The Leibstadt Nuclear Power Plant (, KKL) is located near Leibstadt, canton of Aargau, Switzerland, on the Rhine River and close to the border to Germany. Commissioned in 1984, it is the youngest and most powerful of the country's four operating reactors.

Its General Electric built boiling water reactor produces 1,220 MW of electrical power. The nuclear power station has produced approximately 8.5 TWh per year, slightly less than the power station Gösgen.

It is owned by Leibstadt AG (KKL), a consortium of six Swiss energy companies: the Aare Tessin AG for electricity (Atel) with 27%, the northeast power stations AG (NOK) with 23%, the central-Swiss power stations AG (CKW) with 14%, the electricity company Laufenburg AG (EGL) with 16%, the Bern power stations AG (BKW FMB energy AG) with 10% and the Aargauer of power stations AG (AEW energy AG) with 5%. The management was originally done by the EGL, but with establishment of the Axpo it was consolidated within the Axpo group, so whereby today the NOK is the manager. The plant also houses a 380 kV switchyard for Beznau.

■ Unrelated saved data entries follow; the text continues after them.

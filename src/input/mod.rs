//! CSV ingestion for the two pipeline inputs.
//!
//! The readers check the header row for the required columns and map each
//! data row onto a raw record. Date and time cells are passed through as
//! text so the cleaners can apply their missing-value rules. A row whose
//! identifier, branch or salary cannot be read is dropped and its line is
//! recorded; only a missing column fails the read.

mod columns;

use std::fs::File;
use std::io::Read;
use std::path::Path;

use csv::{ReaderBuilder, StringRecord, Trim};
use rust_decimal::Decimal;
use tracing::{info, warn};

use crate::error::{PipelineError, PipelineResult};
use crate::models::{RawEmployeeRecord, RawTimesheetRecord};

use columns::{Column, ColumnIndex};

/// Logical name of the timesheet input used in errors and logs.
pub const TIMESHEETS_SOURCE: &str = "timesheets";

/// Logical name of the roster input used in errors and logs.
pub const EMPLOYEES_SOURCE: &str = "employees";

const TIMESHEET_COLUMNS: [Column; 4] = [
    Column::new("employee_id"),
    Column::new("date"),
    Column::new("checkin"),
    Column::new("checkout"),
];

// Older roster exports spell the identifier column "employe_id".
const EMPLOYEE_COLUMNS: [Column; 5] = [
    Column::with_aliases("employee_id", &["employe_id"]),
    Column::new("branch_id"),
    Column::new("join_date"),
    Column::new("resign_date"),
    Column::new("salary"),
];

/// Rows read from one input source.
#[derive(Debug, Clone, PartialEq, Eq)]
pub struct InputRows<T> {
    /// Rows that mapped onto a raw record, in file order.
    pub records: Vec<T>,
    /// One-based line numbers (header included) of rows that were dropped
    /// because an identifier, branch or salary could not be read.
    pub unreadable_lines: Vec<u64>,
}

impl<T> Default for InputRows<T> {
    fn default() -> Self {
        Self {
            records: Vec::new(),
            unreadable_lines: Vec::new(),
        }
    }
}

impl<T> InputRows<T> {
    fn push(&mut self, index: &ColumnIndex, row: &StringRecord, parsed: Result<T, String>) {
        match parsed {
            Ok(record) => self.records.push(record),
            Err(reason) => {
                let line = row.position().map(|p| p.line()).unwrap_or(0);
                warn!(
                    source = index.source_name(),
                    line,
                    reason = %reason,
                    "unreadable row dropped"
                );
                self.unreadable_lines.push(line);
            }
        }
    }
}

/// Reads timesheet events from CSV.
///
/// Rows with a blank or non-integer `employee_id` are dropped and listed in
/// [`InputRows::unreadable_lines`].
///
/// # Errors
///
/// - [`PipelineError::MissingColumn`] if a required header is absent
/// - [`PipelineError::InputRead`] if the CSV itself cannot be decoded
///
/// # Example
///
/// ```
/// use salary_per_hour::input::read_timesheets;
///
/// let csv = "employee_id,date,checkin,checkout\n1,2024-01-10,09:00:00,\n,2024-01-10,,\n";
/// let rows = read_timesheets(csv.as_bytes()).unwrap();
/// assert_eq!(rows.records[0].checkout, None);
/// assert_eq!(rows.unreadable_lines, vec![3]);
/// ```
pub fn read_timesheets<R: Read>(reader: R) -> PipelineResult<InputRows<RawTimesheetRecord>> {
    let mut reader = csv_reader(reader);
    let headers = reader
        .headers()
        .map_err(|e| read_error(TIMESHEETS_SOURCE, e))?
        .clone();
    let index = ColumnIndex::resolve(TIMESHEETS_SOURCE, &headers, &TIMESHEET_COLUMNS)?;

    let mut rows = InputRows::default();
    for row in reader.into_records() {
        let row = row.map_err(|e| read_error(TIMESHEETS_SOURCE, e))?;
        let parsed = index
            .parse_cell(&row, 0, "employee_id")
            .map(|employee_id| RawTimesheetRecord {
                employee_id,
                date: index.cell(&row, 1).to_string(),
                checkin: index.optional_cell(&row, 2),
                checkout: index.optional_cell(&row, 3),
            });
        rows.push(&index, &row, parsed);
    }
    Ok(rows)
}

/// Reads roster rows from CSV.
///
/// Accepts `employe_id` as the identifier header as well as `employee_id`.
/// Rows whose identifier, branch or salary is blank or not numeric are
/// dropped and listed in [`InputRows::unreadable_lines`].
///
/// # Errors
///
/// - [`PipelineError::MissingColumn`] if a required header is absent
/// - [`PipelineError::InputRead`] if the CSV itself cannot be decoded
pub fn read_employees<R: Read>(reader: R) -> PipelineResult<InputRows<RawEmployeeRecord>> {
    let mut reader = csv_reader(reader);
    let headers = reader
        .headers()
        .map_err(|e| read_error(EMPLOYEES_SOURCE, e))?
        .clone();
    let index = ColumnIndex::resolve(EMPLOYEES_SOURCE, &headers, &EMPLOYEE_COLUMNS)?;

    let mut rows = InputRows::default();
    for row in reader.into_records() {
        let row = row.map_err(|e| read_error(EMPLOYEES_SOURCE, e))?;
        let parsed = parse_employee(&index, &row);
        rows.push(&index, &row, parsed);
    }
    Ok(rows)
}

fn parse_employee(index: &ColumnIndex, row: &StringRecord) -> Result<RawEmployeeRecord, String> {
    Ok(RawEmployeeRecord {
        employee_id: index.parse_cell(row, 0, "employee_id")?,
        branch_id: index.parse_cell(row, 1, "branch_id")?,
        join_date: index.optional_cell(row, 2),
        resign_date: index.optional_cell(row, 3),
        salary: index.parse_cell::<Decimal>(row, 4, "salary")?,
    })
}

/// Reads the timesheet CSV at `path`.
pub fn read_timesheets_file<P: AsRef<Path>>(
    path: P,
) -> PipelineResult<InputRows<RawTimesheetRecord>> {
    let rows = read_timesheets(open(TIMESHEETS_SOURCE, path.as_ref())?)?;
    info!(
        source = TIMESHEETS_SOURCE,
        path = %path.as_ref().display(),
        rows = rows.records.len(),
        unreadable = rows.unreadable_lines.len(),
        "input read"
    );
    Ok(rows)
}

/// Reads the roster CSV at `path`.
pub fn read_employees_file<P: AsRef<Path>>(
    path: P,
) -> PipelineResult<InputRows<RawEmployeeRecord>> {
    let rows = read_employees(open(EMPLOYEES_SOURCE, path.as_ref())?)?;
    info!(
        source = EMPLOYEES_SOURCE,
        path = %path.as_ref().display(),
        rows = rows.records.len(),
        unreadable = rows.unreadable_lines.len(),
        "input read"
    );
    Ok(rows)
}

// Short rows are read as blank cells rather than rejected.
fn csv_reader<R: Read>(reader: R) -> csv::Reader<R> {
    ReaderBuilder::new()
        .trim(Trim::All)
        .flexible(true)
        .from_reader(reader)
}

fn open(source_name: &str, path: &Path) -> PipelineResult<File> {
    File::open(path).map_err(|e| PipelineError::InputRead {
        source_name: source_name.to_string(),
        message: format!("{}: {}", path.display(), e),
    })
}

fn read_error(source_name: &str, error: csv::Error) -> PipelineError {
    PipelineError::InputRead {
        source_name: source_name.to_string(),
        message: error.to_string(),
    }
}
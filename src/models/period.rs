//! Calendar period model.
//!
//! A [`Period`] is a (year, month) pair used to bucket attendance and to
//! compare it against an employee's join and resign months. It is a structured,
//! totally ordered value so that comparisons never depend on how the parts
//! would look when concatenated as text.

use std::fmt;

use chrono::{Datelike, NaiveDate};
use serde::{Deserialize, Serialize};

/// A calendar month identified by its year and month number (1-12).
///
/// Ordering is chronological: by year first, then by month.
///
/// # Example
///
/// ```
/// use salary_per_hour::models::Period;
/// use chrono::NaiveDate;
///
/// let jan = Period::from_date(NaiveDate::from_ymd_opt(2024, 1, 31).unwrap());
/// let nov = Period::new(2023, 11);
/// assert!(nov < jan);
/// assert_eq!(jan.to_string(), "2024-01");
/// ```
#[derive(Debug, Clone, Copy, PartialEq, Eq, PartialOrd, Ord, Hash, Serialize, Deserialize)]
pub struct Period {
    /// The calendar year.
    pub year: i32,
    /// The month number, 1 through 12.
    pub month: u32,
}

impl Period {
    /// Creates a period from its parts.
    pub fn new(year: i32, month: u32) -> Self {
        Self { year, month }
    }

    /// Returns the period a date falls in.
    pub fn from_date(date: NaiveDate) -> Self {
        Self {
            year: date.year(),
            month: date.month(),
        }
    }
}

impl fmt::Display for Period {
    fn fmt(&self, f: &mut fmt::Formatter<'_>) -> fmt::Result {
        write!(f, "{:04}-{:02}", self.year, self.month)
    }
}
/// Map `size` bytes at host `vaddr` into the container's IOMMU at `iova`.
pub(crate) fn map_dma(container: &File, vaddr: u64, iova: u64, size: usize) -> Result<()> {
    let dma_map = VfioDmaMap {
        argsz: std::mem::size_of::<VfioDmaMap>() as u32,
        flags: ioctls::VFIO_DMA_MAP_FLAG_READ | ioctls::VFIO_DMA_MAP_FLAG_WRITE,
        vaddr,
        iova,
        size: size as u64,
    };

    tracing::debug!(
        "DMA map attempt: vaddr={:#x}, iova={:#x}, size={:#x}, flags={:#x}",
        dma_map.vaddr,
        dma_map.iova,
        dma_map.size,
        dma_map.flags
    );

    // SAFETY: VFIO_IOMMU_MAP_DMA ioctl - kernel maps the user buffer at IOVA.
    // Invariants: (1) container fd valid from VFIO container open; (2) dma_map has argsz,
    // vaddr/iova/size of a pinned allocation; (3) _IOW ioctl reads dma_map; (4) layout matches kernel.
    let ret = unsafe {
        libc::ioctl(
            container.as_raw_fd(),
            ioctls::VFIO_IOMMU_MAP_DMA as _,
            &raw const dma_map,
        )
    };

    if ret < 0 {
        let err = std::io::Error::last_os_error();
        tracing::warn!("DMA map failed: {} (ret={})", err, ret);
        return Err(err.into());
    }
    Ok(())
}

/// Remove the IOMMU mapping at `iova`.
pub(crate) fn unmap_dma(container: &File, iova: u64, size: usize) -> Result<()> {
    let dma_unmap = VfioDmaUnmap {
        argsz: std::mem::size_of::<VfioDmaUnmap>() as u32,
        flags: 0,
        iova,
        size: size as u64,
    };

    // SAFETY: VFIO_IOMMU_UNMAP_DMA ioctl - kernel unmaps IOVA before the memory is freed.
    // Invariants: (1) container fd valid; (2) iova/size from our mapping; (3) layout matches kernel.
    let ret = unsafe {
        libc::ioctl(
            container.as_raw_fd(),
            ioctls::VFIO_IOMMU_UNMAP_DMA as _,
            &raw const dma_unmap,
        )
    };

    if ret < 0 {
        return Err(std::io::Error::last_os_error().into());
    }
    Ok(())
}

fn read_sysfs_id(pcie_address: &str, attr: &str) -> Result<u16> {
    let path = format!("/sys/bus/pci/devices/{pcie_address}/{attr}");
    let raw = std::fs::read_to_string(&path).map_err(|_| EduError::device_not_found(&path))?;
    let raw = raw.trim();
    u16::from_str_radix(raw.trim_start_matches("0x"), 16)
        .map_err(|e| EduError::unsupported(format!("Cannot parse {path} ({raw}): {e}")))
}

/// VFIO edu backend
#[derive(Debug)]
pub struct VfioBackend {
    /// PCIe address
    pcie_address: String,
    /// VFIO container file descriptor (shared with DMA buffers for unmap)
    container: Arc<File>,
    /// VFIO group file descriptor (kept open for lifetime)
    #[allow(dead_code)] // Needed for VFIO lifetime
    group: File,
    /// VFIO device file descriptor
    device: Arc<File>,
    /// BAR0 registers (MMIO mapped)
    control_regs: MappedRegion,
    /// Interrupt delivery mode
    irq_mode: IrqMode,
    /// Next available IOVA
    next_iova: Mutex<u64>,
}

impl VfioBackend {
    /// Open the device at `pcie_address` through VFIO.
    ///
    /// # Errors
    ///
    /// Returns `DeviceNotFound` if the PCI function does not exist, or
    /// `Unsupported` if any VFIO setup step fails.
    pub fn init(pcie_address: &str, config: &EduConfig) -> Result<Self> {
        tracing::info!("Initializing VFIO backend for {pcie_address}");

        let vendor = read_sysfs_id(pcie_address, "vendor")?;
        let device_id = read_sysfs_id(pcie_address, "device")?;
        if !edu_chip::pcie::is_edu(vendor, device_id) {
            return Err(EduError::unsupported(format!(
                "{pcie_address} is {vendor:04x}:{device_id:04x}, not an edu device"
            )));
        }

        let iommu_group = iommu_group(pcie_address)?;
        tracing::debug!("IOMMU group: {iommu_group}");

        // Open VFIO container
        let container = OpenOptions::new()
            .read(true)
            .write(true)
            .open("/dev/vfio/vfio")
            .map_err(|e| EduError::unsupported(format!("Cannot open /dev/vfio/vfio: {e}")))?;

        // SAFETY: VFIO_GET_API_VERSION ioctl - queries kernel VFIO API version.
        // Invariants: (1) container fd valid from open; (2) _IO(no arg) returns int.
        let api_version =
            unsafe { libc::ioctl(container.as_raw_fd(), ioctls::VFIO_GET_API_VERSION as _) };

        if api_version != ioctls::VFIO_API_VERSION {
            return Err(EduError::unsupported(format!(
                "Unsupported VFIO API version: {api_version}"
            )));
        }

        // SAFETY: VFIO_CHECK_EXTENSION ioctl - queries kernel for Type1v2 IOMMU.
        // Invariants: (1) container fd valid; (2) third arg is the extension id.
        let has_type1 = unsafe {
            libc::ioctl(
                container.as_raw_fd(),
                ioctls::VFIO_CHECK_EXTENSION as _,
                ioctls::VFIO_TYPE1V2_IOMMU,
            )
        };

        if has_type1 != 1 {
            return Err(EduError::unsupported("VFIO Type1v2 IOMMU not supported"));
        }

        // Open IOMMU group
        let group_path = format!("/dev/vfio/{iommu_group}");
        let group = OpenOptions::new()
            .read(true)
            .write(true)
            .open(&group_path)
            .map_err(|e| EduError::unsupported(format!("Cannot open {group_path}: {e}")))?;

        let mut group_status = VfioGroupStatus {
            argsz: std::mem::size_of::<VfioGroupStatus>() as u32,
            flags: 0,
        };

        // SAFETY: VFIO_GROUP_GET_STATUS ioctl - kernel fills group_status.
        // Invariants: (1) group fd valid from open; (2) _IOWR reads/writes group_status;
        // (3) layout matches kernel.
        let ret = unsafe {
            libc::ioctl(
                group.as_raw_fd(),
                ioctls::VFIO_GROUP_GET_STATUS as _,
                &raw mut group_status,
            )
        };

        if ret < 0 || (group_status.flags & ioctls::VFIO_GROUP_FLAGS_VIABLE) == 0 {
            return Err(EduError::unsupported(
                "VFIO group not viable (all devices must be bound to vfio-pci)",
            ));
        }

        // SAFETY: VFIO_GROUP_SET_CONTAINER ioctl - attaches group to container.
        // Invariants: (1) group fd valid; (2) third arg points to the container fd.
        let ret = unsafe {
            libc::ioctl(
                group.as_raw_fd(),
                ioctls::VFIO_GROUP_SET_CONTAINER as _,
                std::ptr::from_ref(&container.as_raw_fd()),
            )
        };

        if ret < 0 {
            return Err(EduError::unsupported(format!(
                "Failed to set container: {}",
                std::io::Error::last_os_error()
            )));
        }

        // SAFETY: VFIO_SET_IOMMU ioctl - enables Type1v2 IOMMU in container.
        // Invariants: (1) container fd valid; (2) group attached; (3) third arg is IOMMU type.
        let ret = unsafe {
            libc::ioctl(
                container.as_raw_fd(),
                ioctls::VFIO_SET_IOMMU as _,
                ioctls::VFIO_TYPE1V2_IOMMU,
            )
        };

        if ret < 0 {
            return Err(EduError::unsupported(format!(
                "Failed to set IOMMU: {}",
                std::io::Error::last_os_error()
            )));
        }

        let pcie_address_cstr = std::ffi::CString::new(pcie_address)
            .map_err(|e| EduError::invalid_argument(format!("Invalid PCIe address: {e}")))?;

        // SAFETY: VFIO_GROUP_GET_DEVICE_FD ioctl - opens device fd by PCIe address.
        // Invariants: (1) group fd valid; (2) pcie_address_cstr null-terminated.
        let device_fd = unsafe {
            libc::ioctl(
                group.as_raw_fd(),
                ioctls::VFIO_GROUP_GET_DEVICE_FD as _,
                pcie_address_cstr.as_ptr(),
            )
        };

        if device_fd < 0 {
            return Err(EduError::unsupported(format!(
                "Failed to get device fd: {}",
                std::io::Error::last_os_error()
            )));
        }

        // SAFETY: device_fd is a fresh fd from the ioctl above; File takes ownership.
        let device = unsafe { File::from_raw_fd(device_fd) };

        let mut device_info = VfioDeviceInfo {
            argsz: std::mem::size_of::<VfioDeviceInfo>() as u32,
            ..Default::default()
        };

        // SAFETY: VFIO_DEVICE_GET_INFO ioctl - kernel fills device_info (regions, IRQs).
        // Invariants: (1) device fd valid; (2) _IOWR reads/writes device_info; (3) layout matches.
        let ret = unsafe {
            libc::ioctl(
                device.as_raw_fd(),
                ioctls::VFIO_DEVICE_GET_INFO as _,
                &raw mut device_info,
            )
        };

        if ret < 0 {
            return Err(EduError::unsupported(format!(
                "Failed to get device info: {}",
                std::io::Error::last_os_error()
            )));
        }

        tracing::info!(
            "VFIO device: {} regions, {} IRQs",
            device_info.num_regions,
            device_info.num_irqs
        );

        let control_regs = MappedRegion::map(&device, Bar::Control)?;

        tracing::info!("Initialized VFIO backend for {pcie_address} ({} interrupts)", config.irq_mode);

        Ok(Self {
            pcie_address: pcie_address.to_string(),
            container: Arc::new(container),
            group,
            device: Arc::new(device),
            control_regs,
            irq_mode: config.irq_mode,
            next_iova: Mutex::new(config.iova_base),
        })
    }

    /// PCIe address this backend was opened for
    pub fn pcie_address(&self) -> &str {
        &self.pcie_address
    }

    fn irq_index(&self) -> u32 {
        match self.irq_mode {
            IrqMode::Intx => ioctls::VFIO_PCI_INTX_IRQ_INDEX,
            IrqMode::Msi => ioctls::VFIO_PCI_MSI_IRQ_INDEX,
        }
    }
}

Planning for the KKL began in 1964 for a 600 MW reactor. The Swiss Federal Council opposed direct cooling by river water, replaced in the design in 1971 with a cooling tower. During further planning the output was increased to 900 and then 1200 MW. In the wake of the 1979 Three Mile Island accident new safety regulations were implemented, delaying completion for several years. The 2 billion Swiss franc construction budget spiraled to over 5 billion before the plant opened in 1984 after eleven years of construction.

With the installation of a new low pressure turbine in 2010 Leibstadt achieved an increase of 40 megawatts. A new 420 Tonne generator, the heaviest AIL to be carried on Switzerland's roads, has significantly improved the power plants performance.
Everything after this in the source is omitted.